<b><font size="+3">CS 2302 Data Structures</font></b>

**Hash Tables and Sets**

**Author:** [Olac Fuentes](http://www.cs.utep.edu/ofuentes/)<br>
**Last modified:** 2021/10/7<br>
Please report errors to me. 

# **Hash Tables**

How long does it take to determine if an item belongs to a group of items? 

*   O(n) if we use a list.
*   O(log n) if we use a binary search tree or a B-tree.  

We can perform this operation in O(1) time using a **hash table**.

How does a hash table work?

It uses a list of lists (called buckets) and a hash function *h*. 

Given item *k*, *h(k)* is the index of the bucket where *k* should be stored in the list.

If *k* is restricted to be an integer, a simple hash function is *h(k) = k%table_size*

Thus for a table of size 9, item 10 would be stored in bucket 1 (since 10%9=1), item 23 would be strored in bucket 5, and items 9 and 18 would be stored in bucket 0. 

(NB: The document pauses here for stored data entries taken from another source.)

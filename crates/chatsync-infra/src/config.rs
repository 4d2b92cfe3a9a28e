//! Client configuration loader for chatsync.
//!
//! Reads `config.toml` from the config directory (`~/.chatsync/` in
//! production) and deserializes it into [`ClientConfig`]. Falls back to
//! defaults when the file is missing or malformed, then applies
//! `CHATSYNC_*` environment overrides.

use std::path::{Path, PathBuf};

use chatsync_types::config::ClientConfig;

/// Environment variable naming the config directory.
pub const CONFIG_DIR_ENV: &str = "CHATSYNC_CONFIG_DIR";

/// Resolve the config directory.
///
/// Uses `CHATSYNC_CONFIG_DIR` if set, otherwise `~/.chatsync`, otherwise
/// `.chatsync` in the current directory.
pub fn resolve_config_dir() -> PathBuf {
    if let Ok(dir) = std::env::var(CONFIG_DIR_ENV) {
        return PathBuf::from(dir);
    }

    if let Some(home) = dirs::home_dir() {
        return home.join(".chatsync");
    }

    PathBuf::from(".chatsync")
}

/// Load client configuration from `{config_dir}/config.toml`.
///
/// - If the file does not exist, returns [`ClientConfig::default()`].
/// - If the file exists but fails to parse, logs a warning and returns the default.
/// - If the file exists and parses successfully, returns the parsed config.
pub async fn load_client_config(config_dir: &Path) -> ClientConfig {
    let config_path = config_dir.join("config.toml");

    let content = match tokio::fs::read_to_string(&config_path).await {
        Ok(content) => content,
        Err(err) if err.kind() == std::io::ErrorKind::NotFound => {
            tracing::debug!("No config.toml found at {}, using defaults", config_path.display());
            return ClientConfig::default();
        }
        Err(err) => {
            tracing::warn!("Failed to read {}: {err}, using defaults", config_path.display());
            return ClientConfig::default();
        }
    };

    match toml::from_str::<ClientConfig>(&content) {
        Ok(config) => config,
        Err(err) => {
            tracing::warn!(
                "Failed to parse {}: {err}, using defaults",
                config_path.display()
            );
            ClientConfig::default()
        }
    }
}

/// Apply `CHATSYNC_API_URL`, `CHATSYNC_TENANT` and `CHATSYNC_USER` from the
/// process environment.
pub fn apply_env_overrides(config: ClientConfig) -> ClientConfig {
    apply_overrides(config, |key| std::env::var(key).ok())
}

/// Apply overrides from an arbitrary lookup. Empty values are ignored.
pub fn apply_overrides(
    mut config: ClientConfig,
    lookup: impl Fn(&str) -> Option<String>,
) -> ClientConfig {
    let get = |key: &str| lookup(key).filter(|value| !value.trim().is_empty());

    if let Some(api_url) = get("CHATSYNC_API_URL") {
        config.api_url = api_url;
    }
    if let Some(tenant) = get("CHATSYNC_TENANT") {
        config.tenant = tenant;
    }
    if let Some(user) = get("CHATSYNC_USER") {
        config.user = user;
    }
    config
}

Thus, to determine if *k* is in table *H*, we go directly to bucket *h(k)*. If *k* is not in that bucket, it means that it is not in the table. 

Since hash tables are designed to ensure buckets are short (usually 0 or 1 items), searching the appropriate bucket can be assumed to take O(1) time. 


The following cell illustrates the implementation of a simple hash table.

In [None]:
class HashTableChain:
    def __init__(self,n):
        # Create table with n buckets
        self.bucket = [[] for i in range(n)]  # Each of the n buckets is initially an empty list
        self.size = n

    def h(self, key):  # Returns the index of the bucket where key must be stored
        return key%self.size

    def insert(self,key):   # Inserts ket in appropriate bucket in the table.
        if not self.in_table(key): # Since we don't allow duplicates, we only insert if key is not in table already
          b = self.h(key)
          self.bucket[b].append(key)

    def remove(self,key):   # Inserts ket in appropriate bucket in the table.
        b = self.h(key)
        try:
            self.bucket[b].remove(key)
        except:
            print('Error: trying to remove an intem that is not in the table')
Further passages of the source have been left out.